We are announcing today that Carrier will continue to manufacture gas furnaces in Indianapolis, in addition to retaining engineering and headquarters staff, preserving more than 1,000 jobs.
Today’s announcement is possible because the incoming Trump-Pence administration has emphasized to us its commitment to support the business community and create an improved, more competitive U.S. business climate. The incentives offered by the state were an important consideration.
Details of the agreement are not public. Reports from those familiar with the deal indicate that the incentives offered included $700,000/year for 10 years in state tax incentives. This incentive was offered by the Indiana Economic Development Corporation, which does not need legislative approval and Vice President-elect Pence is Chair.
The Indiana governor was offering $7 million over 10 years to encourage the company to keep in the state roughly one-third of the 2,100 jobs it planned to ship to Mexico.

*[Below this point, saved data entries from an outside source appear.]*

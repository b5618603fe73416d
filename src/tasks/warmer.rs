//! Cache Warming Scheduler
//!
//! Proactively populates a fixed set of hot keys so known-expensive reads
//! do not pay a cold miss. Runs once at startup, on a recurring interval,
//! and on demand via the operational API.
//!
//! Each warming routine is isolated: one failing data source is logged and
//! reported but never aborts the others, and a warming failure never blocks
//! startup.

use std::sync::Arc;
use std::time::Duration;

use async_trait::async_trait;
use futures::future::join_all;
use serde::Serialize;
use tokio::task::JoinHandle;
use tracing::{debug, info, warn};

use crate::cache::{CacheOptions, CacheService};

// == Warm Entry ==
/// One key/value pair produced by a warming routine.
#[derive(Debug, Clone)]
pub struct WarmEntry {
    pub key: String,
    pub value: serde_json::Value,
}

impl WarmEntry {
    pub fn new(key: impl Into<String>, value: serde_json::Value) -> Self {
        Self {
            key: key.into(),
            value,
        }
    }
}

// == Warm Source Trait ==
/// An independent warming routine backed by a business query collaborator.
#[async_trait]
pub trait WarmSource: Send + Sync {
    /// Name used in logs and warm reports.
    fn name(&self) -> &str;

    /// TTL for entries produced by this source; None uses the service default.
    fn ttl(&self) -> Option<u64> {
        None
    }

    /// Produces the entries to cache. Errors are contained to this source.
    async fn load(&self) -> anyhow::Result<Vec<WarmEntry>>;
}

// == Warm Report ==
/// Outcome of one warming routine within a run.
#[derive(Debug, Clone, Serialize)]
pub struct SourceOutcome {
    pub source: String,
    pub entries: usize,
    pub error: Option<String>,
}

/// Outcome of one full warming run.
#[derive(Debug, Clone, Serialize, Default)]
pub struct WarmReport {
    pub entries_warmed: usize,
    pub sources_failed: usize,
    pub outcomes: Vec<SourceOutcome>,
}

// == Cache Warmer ==
/// Executes the registered warming routines against the cache service.
pub struct CacheWarmer {
    service: Arc<CacheService>,
    sources: Vec<Arc<dyn WarmSource>>,
    enabled: bool,
}

impl CacheWarmer {
    /// Creates a warmer over `sources`. Warming is active only when both
    /// the warming flag and the cache service itself are enabled.
    pub fn new(
        service: Arc<CacheService>,
        sources: Vec<Arc<dyn WarmSource>>,
        warming_enabled: bool,
    ) -> Self {
        let enabled = warming_enabled && service.is_enabled();
        Self {
            service,
            sources,
            enabled,
        }
    }

    pub fn is_enabled(&self) -> bool {
        self.enabled
    }

    // == Warm Cache ==
    /// Runs every warming routine concurrently, each with its own failure
    /// isolation, and reports the combined outcome.
    pub async fn warm_cache(&self) -> WarmReport {
        if !self.enabled {
            debug!("cache warming disabled, skipping run");
            return WarmReport::default();
        }

        let runs = self.sources.iter().map(|source| {
            let source = source.clone();
            async move { self.run_source(source).await }
        });
        let outcomes: Vec<SourceOutcome> = join_all(runs).await;

        let report = WarmReport {
            entries_warmed: outcomes.iter().map(|o| o.entries).sum(),
            sources_failed: outcomes.iter().filter(|o| o.error.is_some()).count(),
            outcomes,
        };
        info!(
            entries = report.entries_warmed,
            failed_sources = report.sources_failed,
            "cache warming run finished"
        );
        report
    }

    async fn run_source(&self, source: Arc<dyn WarmSource>) -> SourceOutcome {
        match source.load().await {
            Ok(entries) => {
                let opts = CacheOptions::default();
                let count = entries.len();
                for entry in entries {
                    self.service
                        .set(&entry.key, &entry.value, source.ttl(), &opts)
                        .await;
                }
                debug!(source = source.name(), entries = count, "warming source completed");
                SourceOutcome {
                    source: source.name().to_string(),
                    entries: count,
                    error: None,
                }
            }
            Err(e) => {
                warn!(source = source.name(), error = %e, "warming source failed");
                SourceOutcome {
                    source: source.name().to_string(),
                    entries: 0,
                    error: Some(e.to_string()),
                }
            }
        }
    }

    // == Manual Triggers ==
    /// Manual synchronous invocation of a warming run.
    pub async fn trigger_warmup(&self) -> WarmReport {
        info!("manual cache warmup triggered");
        self.warm_cache().await
    }

    /// Clears the cache namespace, then re-warms. Used to force a full
    /// refresh after a deploy or data correction.
    pub async fn clear_and_warm(&self) -> WarmReport {
        info!("clearing cache before warmup");
        self.service.clear().await;
        self.warm_cache().await
    }
}

// == Periodic Task ==
/// Spawns the recurring warming task.
///
/// The task sleeps for the configured interval between runs and is stopped
/// by aborting the returned handle during graceful shutdown. It holds no
/// lock that request-path cache operations could block on.
pub fn spawn_warming_task(warmer: Arc<CacheWarmer>, interval_secs: u64) -> JoinHandle<()> {
    let interval = Duration::from_secs(interval_secs);

    tokio::spawn(async move {
        info!(
            interval_secs,
            "starting scheduled cache warming task"
        );

        loop {
            tokio::time::sleep(interval).await;
            warmer.warm_cache().await;
        }
    })
}
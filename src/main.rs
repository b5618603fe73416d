//! Lexcache - declarative caching layer for the consultation marketplace backend
//!
//! Standalone entry point: starts the caching layer against the configured
//! store and serves the operational API.

use std::net::SocketAddr;
use std::sync::Arc;

use tokio::signal;
use tracing::{info, warn};
use tracing_subscriber::{layer::SubscriberExt, util::SubscriberInitExt};

use lexcache::api::{create_router, AppState};
use lexcache::config::Config;
use lexcache::runtime::CacheRuntime;
use lexcache::tasks::ReferenceDataSource;

/// Main entry point for the caching layer's operational server.
///
/// # Startup Sequence
/// 1. Initialize tracing subscriber for logging
/// 2. Load configuration from environment variables
/// 3. Connect to the backing store (capped-backoff retry; a dead store
///    degrades to disabled caching instead of crashing)
/// 4. Run the initial cache warming pass and start the scheduled task
/// 5. Create Axum router with the operational endpoints
/// 6. Start HTTP server on configured port
/// 7. Handle graceful shutdown on SIGINT/SIGTERM
#[tokio::main]
async fn main() {
    // Initialize tracing subscriber with env filter
    // Defaults to "info" level, can be overridden with RUST_LOG env var
    tracing_subscriber::registry()
        .with(
            tracing_subscriber::EnvFilter::try_from_default_env()
                .unwrap_or_else(|_| "lexcache=info,tower_http=info".into()),
        )
        .with(tracing_subscriber::fmt::layer())
        .init();

    info!("Starting caching layer");

    // Load configuration from environment variables
    let config = Config::from_env();
    info!(
        "Configuration loaded: enabled={}, default_ttl={}s, prefix={}, warming_interval={}s, port={}",
        config.cache_enabled,
        config.default_ttl,
        config.key_prefix,
        config.warming_interval,
        config.server_port
    );

    // Connect the store, warm hot keys, start the scheduled warming task.
    // The standalone server registers the reference-data routine; the host
    // backend adds its query-backed sources when embedding the runtime.
    let mut cache_runtime =
        CacheRuntime::start(&config, vec![Arc::new(ReferenceDataSource::new())]).await;

    let state = AppState::new(cache_runtime.service.clone(), cache_runtime.warmer.clone());
    let app = create_router(state);

    // Bind to configured port
    let addr = SocketAddr::from(([0, 0, 0, 0], config.server_port));
    let listener = tokio::net::TcpListener::bind(addr).await.unwrap();
    info!("Server listening on http://{}", addr);

    // Start server with graceful shutdown
    axum::serve(listener, app)
        .with_graceful_shutdown(shutdown_signal())
        .await
        .unwrap();

    cache_runtime.shutdown();
    info!("Server shutdown complete");
}

/// Waits for shutdown signal (Ctrl+C or SIGTERM).
async fn shutdown_signal() {
    let ctrl_c = async {
        signal::ctrl_c()
            .await
            .expect("Failed to install Ctrl+C handler");
    };

    #[cfg(unix)]
    let terminate = async {
        signal::unix::signal(signal::unix::SignalKind::terminate())
            .expect("Failed to install SIGTERM handler")
            .recv()
            .await;
    };

    #[cfg(not(unix))]
    let terminate = std::future::pending::<()>();

    tokio::select! {
        _ = ctrl_c => {
            info!("Received Ctrl+C, initiating shutdown...");
        }
        _ = terminate => {
            warn!("Received SIGTERM, initiating shutdown...");
        }
    }
}
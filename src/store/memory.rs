//! In-Memory Store Backend
//!
//! A process-local stand-in for the remote key-value store, used by tests
//! and single-node development. Implements the same expiry semantics the
//! remote store applies server-side: entries carry an absolute expiration
//! timestamp and are treated as absent once it passes.

use std::collections::HashMap;
use std::time::{SystemTime, UNIX_EPOCH};

use async_trait::async_trait;
use tokio::sync::RwLock;

use crate::error::{StoreError, StoreResult};
use crate::store::{KeyTtl, StoreBackend};

// == Stored Entry ==
#[derive(Debug, Clone)]
struct Entry {
    /// The raw stored value
    value: String,
    /// Expiration timestamp (Unix milliseconds), None = no expiration
    expires_at: Option<u64>,
}

impl Entry {
    fn new(value: String, ttl_seconds: Option<u64>) -> Self {
        let expires_at = ttl_seconds.map(|ttl| current_timestamp_ms() + ttl * 1000);
        Self { value, expires_at }
    }

    /// An entry is expired once the current time reaches its expiration time.
    fn is_expired(&self) -> bool {
        match self.expires_at {
            Some(expires) => current_timestamp_ms() >= expires,
            None => false,
        }
    }

    fn ttl_remaining(&self) -> KeyTtl {
        match self.expires_at {
            None => KeyTtl::NoExpiry,
            Some(expires) => {
                let now = current_timestamp_ms();
                if expires > now {
                    KeyTtl::Remaining((expires - now) / 1000)
                } else {
                    KeyTtl::Absent
                }
            }
        }
    }
}

/// Returns current Unix timestamp in milliseconds.
fn current_timestamp_ms() -> u64 {
    SystemTime::now()
        .duration_since(UNIX_EPOCH)
        .expect("Time went backwards")
        .as_millis() as u64
}

// == Memory Store ==
/// In-memory `StoreBackend` with TTL expiration and glob pattern deletion.
#[derive(Debug, Default)]
pub struct MemoryStore {
    entries: RwLock<HashMap<String, Entry>>,
}

impl MemoryStore {
    /// Creates an empty store.
    pub fn new() -> Self {
        Self::default()
    }

    /// Current number of live (non-expired) entries.
    pub async fn len(&self) -> usize {
        let entries = self.entries.read().await;
        entries.values().filter(|e| !e.is_expired()).count()
    }

    /// Returns true if the store holds no live entries.
    pub async fn is_empty(&self) -> bool {
        self.len().await == 0
    }
}

// == Glob Matching ==
/// Matches a key against a glob pattern where `*` spans any run of
/// characters. Every non-`*` character matches literally.
pub(crate) fn glob_matches(pattern: &str, key: &str) -> bool {
    let segments: Vec<&str> = pattern.split('*').collect();
    if segments.len() == 1 {
        return pattern == key;
    }

    let mut rest = key;

    // First segment is anchored at the start
    let first = segments[0];
    if !rest.starts_with(first) {
        return false;
    }
    rest = &rest[first.len()..];

    // Middle segments may float; last segment is anchored at the end
    let (middle, last) = segments[1..].split_at(segments.len() - 2);
    for segment in middle {
        match rest.find(segment) {
            Some(idx) => rest = &rest[idx + segment.len()..],
            None => return false,
        }
    }
    rest.ends_with(last[0])
}

#[async_trait]
impl StoreBackend for MemoryStore {
    async fn get(&self, key: &str) -> StoreResult<Option<String>> {
        let entries = self.entries.read().await;
        match entries.get(key) {
            Some(entry) if !entry.is_expired() => Ok(Some(entry.value.clone())),
            _ => Ok(None),
        }
    }

    async fn set_ex(&self, key: &str, value: &str, ttl_seconds: u64) -> StoreResult<()> {
        let mut entries = self.entries.write().await;
        entries.insert(key.to_string(), Entry::new(value.to_string(), Some(ttl_seconds)));
        Ok(())
    }

    async fn del(&self, key: &str) -> StoreResult<bool> {
        let mut entries = self.entries.write().await;
        Ok(entries.remove(key).is_some())
    }

    async fn del_matching(&self, pattern: &str) -> StoreResult<usize> {
        let mut entries = self.entries.write().await;
        let matching: Vec<String> = entries
            .keys()
            .filter(|k| glob_matches(pattern, k))
            .cloned()
            .collect();

        let count = matching.len();
        for key in matching {
            entries.remove(&key);
        }
        Ok(count)
    }

    async fn exists(&self, key: &str) -> StoreResult<bool> {
        let entries = self.entries.read().await;
        Ok(entries.get(key).is_some_and(|e| !e.is_expired()))
    }

    async fn ttl(&self, key: &str) -> StoreResult<KeyTtl> {
        let entries = self.entries.read().await;
        match entries.get(key) {
            Some(entry) if !entry.is_expired() => Ok(entry.ttl_remaining()),
            _ => Ok(KeyTtl::Absent),
        }
    }

    async fn incr(&self, key: &str) -> StoreResult<i64> {
        self.adjust(key, 1).await
    }

    async fn decr(&self, key: &str) -> StoreResult<i64> {
        self.adjust(key, -1).await
    }

    async fn key_count(&self) -> StoreResult<u64> {
        Ok(self.len().await as u64)
    }

    async fn memory_usage(&self) -> StoreResult<Option<u64>> {
        let entries = self.entries.read().await;
        let bytes: u64 = entries
            .iter()
            .map(|(k, e)| (k.len() + e.value.len()) as u64)
            .sum();
        Ok(Some(bytes))
    }
}

impl MemoryStore {
    /// Shared INCR/DECR path. Counters are stored as integer strings, the
    /// same convention the remote store applies.
    async fn adjust(&self, key: &str, delta: i64) -> StoreResult<i64> {
        let mut entries = self.entries.write().await;

        // Counters created on an absent (or expired) key persist without expiry
        let (current, expires_at) = match entries.get(key) {
            Some(entry) if !entry.is_expired() => {
                let current = entry
                    .value
                    .parse::<i64>()
                    .map_err(|e| StoreError::Value(format!("not an integer: {e}")))?;
                (current, entry.expires_at)
            }
            _ => (0, None),
        };

        let next = current + delta;
        entries.insert(
            key.to_string(),
            Entry {
                value: next.to_string(),
                expires_at,
            },
        );
        Ok(next)
    }
}

// == Unit Tests ==
#[cfg(test)]
mod tests {
    use super::*;
    use std::time::Duration;

    #[tokio::test]
    async fn test_set_and_get() {
        let store = MemoryStore::new();
        store.set_ex("k1", "v1", 300).await.unwrap();

        assert_eq!(store.get("k1").await.unwrap(), Some("v1".to_string()));
        assert_eq!(store.len().await, 1);
    }

    #[tokio::test]
    async fn test_get_nonexistent() {
        let store = MemoryStore::new();
        assert_eq!(store.get("missing").await.unwrap(), None);
    }

    #[tokio::test]
    async fn test_ttl_expiration() {
        let store = MemoryStore::new();
        store.set_ex("k1", "v1", 1).await.unwrap();

        assert!(store.exists("k1").await.unwrap());

        tokio::time::sleep(Duration::from_millis(1100)).await;

        assert_eq!(store.get("k1").await.unwrap(), None);
        assert!(!store.exists("k1").await.unwrap());
        assert_eq!(store.ttl("k1").await.unwrap(), KeyTtl::Absent);
    }

    #[tokio::test]
    async fn test_del() {
        let store = MemoryStore::new();
        store.set_ex("k1", "v1", 300).await.unwrap();

        assert!(store.del("k1").await.unwrap());
        assert!(!store.del("k1").await.unwrap());
        assert!(store.is_empty().await);
    }

    #[tokio::test]
    async fn test_del_matching_scoped() {
        let store = MemoryStore::new();
        store.set_ex("user:1", "a", 300).await.unwrap();
        store.set_ex("user:2", "b", 300).await.unwrap();
        store.set_ex("user:3", "c", 300).await.unwrap();
        store.set_ex("post:1", "d", 300).await.unwrap();

        let removed = store.del_matching("user:*").await.unwrap();
        assert_eq!(removed, 3);
        assert!(store.exists("post:1").await.unwrap());
        assert!(!store.exists("user:1").await.unwrap());
    }

    #[tokio::test]
    async fn test_incr_decr() {
        let store = MemoryStore::new();

        assert_eq!(store.incr("counter").await.unwrap(), 1);
        assert_eq!(store.incr("counter").await.unwrap(), 2);
        assert_eq!(store.incr("counter").await.unwrap(), 3);

        store.set_ex("seeded", "10", 300).await.unwrap();
        assert_eq!(store.decr("seeded").await.unwrap(), 9);
        assert_eq!(store.decr("seeded").await.unwrap(), 8);
    }

    #[tokio::test]
    async fn test_incr_non_integer_fails() {
        let store = MemoryStore::new();
        store.set_ex("k", "not-a-number", 300).await.unwrap();

        assert!(store.incr("k").await.is_err());
    }

    #[tokio::test]
    async fn test_ttl_remaining() {
        let store = MemoryStore::new();
        store.set_ex("k1", "v1", 10).await.unwrap();

        match store.ttl("k1").await.unwrap() {
            KeyTtl::Remaining(secs) => assert!(secs <= 10),
            other => panic!("expected Remaining, got {other:?}"),
        }
    }

    #[tokio::test]
    async fn test_memory_usage_reported() {
        let store = MemoryStore::new();
        store.set_ex("k1", "v1", 300).await.unwrap();

        let usage = store.memory_usage().await.unwrap();
        assert!(usage.unwrap() > 0);
    }

    #[test]
    fn test_glob_matches() {
        assert!(glob_matches("user:*", "user:1"));
        assert!(glob_matches("user:*", "user:"));
        assert!(!glob_matches("user:*", "post:1"));
        assert!(glob_matches("*", "anything"));
        assert!(glob_matches("lawyer:*:profile", "lawyer:42:profile"));
        assert!(!glob_matches("lawyer:*:profile", "lawyer:42:reviews"));
        assert!(glob_matches("exact", "exact"));
        assert!(!glob_matches("exact", "exact-no"));
    }
}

United Technologies would also get credit from the state for keeping 300 research and headquarters jobs that it didn’t plan to shift abroad.
Indiana Economic Development Corporation board member John Mutz spoke to the press regarding the deal and speculated that Carrier’s parent company United Technology agreed to the deal in order to protect their government contracts.
“United Technologies is a gigantic international company with many different divisions and subsidiaries, many of which do substantial amounts of business with the U.S. government,” Mutz said. “The dynamics are considerably different than they were even before the election. You’re talking here about a company that is trying to be competitive and also wants to keep their business with the government.”